Curtis Publishing Co. v. Butts, 388 U.S. 130 (1967), was a landmark decision of the US Supreme Court establishing the standard of First Amendment protection against defamation claims brought by private individuals.

Background
The case involved a libel lawsuit filed by the former Georgia Bulldogs football coach Wally Butts against The Saturday Evening Post. The lawsuit arose from an article in the magazine, which alleged that Butts and the Alabama head coach Bear Bryant had conspired to fix games. The Butts suit was consolidated with another case, Associated Press v. Walker, and both cases were decided in one opinion.

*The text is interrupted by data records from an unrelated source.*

// Copyright (c) 2025 Jonathan Fontanez
// SPDX-License-Identifier: BUSL-1.1

use std::collections::BTreeMap;
use std::time::Duration;

use serde::Serialize;

use super::callback::{Control, FrameCallback};
use crate::core::engine::Sample;
use crate::core::layout::{Layout, Size};
use crate::core::overlay::{InferenceTiming, OverlayDocument, render_overlay};

pub const DEFAULT_TOP_K: usize = 3;
pub const DEFAULT_THRESHOLD: f32 = 0.1;
pub const DEFAULT_TITLE: &str = "Edge TPU Image Classifier";

/// One ranked result.
#[derive(Debug, Clone, PartialEq, Serialize)]
pub struct Classification {
    pub label: String,
    pub score: f32,
}

impl Classification {
    pub fn new(label: impl Into<String>, score: f32) -> Self {
        Self {
            label: label.into(),
            score,
        }
    }
}

/// Class index to label name.
#[derive(Debug, Clone, Default, PartialEq)]
pub struct Labels {
    names: BTreeMap<usize, String>,
}

impl Labels {
    pub fn new() -> Self {
        Self::default()
    }

    pub fn insert(&mut self, index: usize, name: impl Into<String>) {
        self.names.insert(index, name.into());
    }

    /// Label for `index`; unknown indices fall back to the number itself.
    pub fn name(&self, index: usize) -> String {
        self.names
            .get(&index)
            .cloned()
            .unwrap_or_else(|| index.to_string())
    }

    pub fn len(&self) -> usize {
        self.names.len()
    }

    pub fn is_empty(&self) -> bool {
        self.names.is_empty()
    }
}

impl<S: Into<String>> FromIterator<(usize, S)> for Labels {
    fn from_iter<I: IntoIterator<Item = (usize, S)>>(iter: I) -> Self {
        Self {
            names: iter.into_iter().map(|(i, s)| (i, s.into())).collect(),
        }
    }
}

/// Inference collaborator.
pub trait Classifier: Send {
    /// Input tensor size; the inference branch should be scaled to it.
    fn input_size(&self) -> Size;

    /// Raw `(class index, score)` pairs for one frame, in any order.
    fn classify(&mut self, sample: &Sample) -> anyhow::Result<Vec<(usize, f32)>>;

    /// Wall time of the most recent `classify` call.
    fn last_inference_time(&self) -> Option<Duration>;
}

impl<C: Classifier + ?Sized> Classifier for Box<C> {
    fn input_size(&self) -> Size {
        (**self).input_size()
    }

    fn classify(&mut self, sample: &Sample) -> anyhow::Result<Vec<(usize, f32)>> {
        (**self).classify(sample)
    }

    fn last_inference_time(&self) -> Option<Duration> {
        (**self).last_inference_time()
    }
}

/// Descending by score, at most `top_k`, nothing below `threshold`.
pub fn rank(
    scores: &[(usize, f32)],
    labels: &Labels,
    top_k: usize,
    threshold: f32,
) -> Vec<Classification> {
    let mut kept: Vec<(usize, f32)> = scores
        .iter()
        .copied()
        .filter(|(_, score)| score.is_finite() && *score >= threshold)
        .collect();
    kept.sort_by(|a, b| b.1.total_cmp(&a.1).then(a.0.cmp(&b.0)));
    kept.truncate(top_k);
    kept.into_iter()
        .map(|(index, score)| Classification::new(labels.name(index), score))
        .collect()
}

/// Frame callback that classifies each sample and renders the result overlay.
///
/// No overlay is rendered for frames without any result above the threshold
/// or without a usable inference time; the previous overlay stays up.
pub struct ClassificationCallback<C> {
    classifier: C,
    labels: Labels,
    title: Option<String>,
    top_k: usize,
    threshold: f32,
}

impl<C: Classifier> ClassificationCallback<C> {
    pub fn new(classifier: C, labels: Labels) -> Self {
        Self {
            classifier,
            labels,
            title: Some(DEFAULT_TITLE.to_string()),
            top_k: DEFAULT_TOP_K,
            threshold: DEFAULT_THRESHOLD,
        }
    }

    pub fn title(mut self, title: Option<String>) -> Self {
        self.title = title;
        self
    }

    pub fn top_k(mut self, top_k: usize) -> Self {
        self.top_k = top_k;
        self
    }

    pub fn threshold(mut self, threshold: f32) -> Self {
        self.threshold = threshold;
        self
    }

    pub fn classifier(&self) -> &C {
        &self.classifier
    }
}

impl<C: Classifier + 'static> FrameCallback for ClassificationCallback<C> {
    fn on_frame(
        &mut self,
        sample: &Sample,
        layout: &Layout,
        _control: &Control,
    ) -> anyhow::Result<Option<OverlayDocument>> {
        let scores = self.classifier.classify(sample)?;
        let results = rank(&scores, &self.labels, self.top_k, self.threshold);
        let timing = self
            .classifier
            .last_inference_time()
            .and_then(InferenceTiming::from_duration);

        let Some(timing) = timing else {
            tracing::trace!("Frame {}: no inference time, overlay kept", sample.sequence);
            return Ok(None);
        };
        if results.is_empty() {
            tracing::trace!("Frame {}: no results above threshold", sample.sequence);
            return Ok(None);
        }

        tracing::trace!(
            "Frame {}: top result {} ({:.2}) in {:.2} ms",
            sample.sequence,
            results[0].label,
            results[0].score,
            timing.millis()
        );
        Ok(Some(render_overlay(
            self.title.as_deref(),
            &results,
            timing,
            layout,
        )))
    }
}

#[cfg(test)]
mod tests {
    use super::*;
    use crate::core::overlay::LineKind;
    use bytes::Bytes;

    struct FixedClassifier {
        scores: Vec<(usize, f32)>,
        time: Option<Duration>,
        calls: usize,
    }

    impl Classifier for FixedClassifier {
        fn input_size(&self) -> Size {
            Size::new(224, 224)
        }

        fn classify(&mut self, _sample: &Sample) -> anyhow::Result<Vec<(usize, f32)>> {
            self.calls += 1;
            Ok(self.scores.clone())
        }

        fn last_inference_time(&self) -> Option<Duration> {
            self.time
        }
    }

    fn sample() -> Sample {
        Sample {
            data: Bytes::from_static(&[0; 12]),
            size: Size::new(2, 2),
            format: "RGB".into(),
            sequence: 7,
            pts: None,
        }
    }

    fn layout() -> Layout {
        Layout::new(Size::new(640, 480), Size::new(224, 224)).unwrap()
    }

    fn labels() -> Labels {
        [(0, "background"), (1, "cat"), (2, "dog"), (3, "fox")]
            .into_iter()
            .collect()
    }

    #[test]
    fn test_rank_orders_filters_and_truncates() {
        let scores = [(0, 0.05), (1, 0.80), (2, 0.15), (3, 0.40)];
        let ranked = rank(&scores, &labels(), 2, 0.1);
        assert_eq!(
            ranked,
            vec![Classification::new("cat", 0.80), Classification::new("fox", 0.40)]
        );

        let ranked = rank(&scores, &labels(), 10, 0.1);
        assert_eq!(ranked.len(), 3);
        assert!(ranked.windows(2).all(|w| w[0].score >= w[1].score));
    }

    #[test]
    fn test_rank_unknown_index_uses_number() {
        let ranked = rank(&[(42, 0.9)], &labels(), 3, 0.1);
        assert_eq!(ranked[0].label, "42");
    }

    #[test]
    fn test_callback_renders_overlay() {
        let classifier = FixedClassifier {
            scores: vec![(1, 0.8), (2, 0.15)],
            time: Some(Duration::from_micros(12_500)),
            calls: 0,
        };
        let mut callback = ClassificationCallback::new(classifier, labels());
        let document = callback
            .on_frame(&sample(), &layout(), &Control::new())
            .unwrap()
            .unwrap();

        let results: Vec<_> = document
            .lines_of(LineKind::Result)
            .map(|l| l.text.as_str())
            .collect();
        assert_eq!(results, ["cat (0.80)", "dog (0.15)"]);
        assert_eq!(document.lines_of(LineKind::Title).count(), 1);
        let info = document.lines_of(LineKind::Info).next().unwrap();
        assert_eq!(info.text, "Inference time: 12.50 ms (80.00 fps)");
    }

    #[test]
    fn test_callback_skips_without_results_or_timing() {
        let mut callback = ClassificationCallback::new(
            FixedClassifier {
                scores: vec![(1, 0.05)],
                time: Some(Duration::from_millis(10)),
                calls: 0,
            },
            labels(),
        );
        assert!(callback.on_frame(&sample(), &layout(), &Control::new()).unwrap().is_none());

        let mut callback = ClassificationCallback::new(
            FixedClassifier {
                scores: vec![(1, 0.9)],
                time: None,
                calls: 0,
            },
            labels(),
        );
        assert!(callback.on_frame(&sample(), &layout(), &Control::new()).unwrap().is_none());

        let mut callback = ClassificationCallback::new(
            FixedClassifier {
                scores: vec![(1, 0.9)],
                time: Some(Duration::ZERO),
                calls: 0,
            },
            labels(),
        );
        assert!(callback.on_frame(&sample(), &layout(), &Control::new()).unwrap().is_none());
        assert_eq!(callback.classifier().calls, 1);
    }

    #[test]
    fn test_callback_without_title() {
        let mut callback = ClassificationCallback::new(
            FixedClassifier {
                scores: vec![(2, 0.5)],
                time: Some(Duration::from_millis(4)),
                calls: 0,
            },
            labels(),
        )
        .title(None)
        .top_k(1);
        let document = callback
            .on_frame(&sample(), &layout(), &Control::new())
            .unwrap()
            .unwrap();
        assert_eq!(document.lines_of(LineKind::Title).count(), 0);
        assert_eq!(document.lines_of(LineKind::Result).count(), 1);
    }
}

In finding for Butts but against Walker, the Supreme Court gave some indications of when a "public figure" could sue for libel.

Decision
In a plurality opinion, written by Justice John Marshall Harlan II, the Supreme Court held that news organizations were protected from liability when they print allegations about public officials. However, New York Times Co. v. Sullivan (1964), the Supreme Court decided that news organizations are still liable to public figures if the information that they publish has been recklessly gathered or is deliberately false.

The Court ultimately ruled in favor of Butts, and The Saturday Evening Post was ordered to pay $3.06 million to Butts in damages, which was later reduced on appeal to $460,000.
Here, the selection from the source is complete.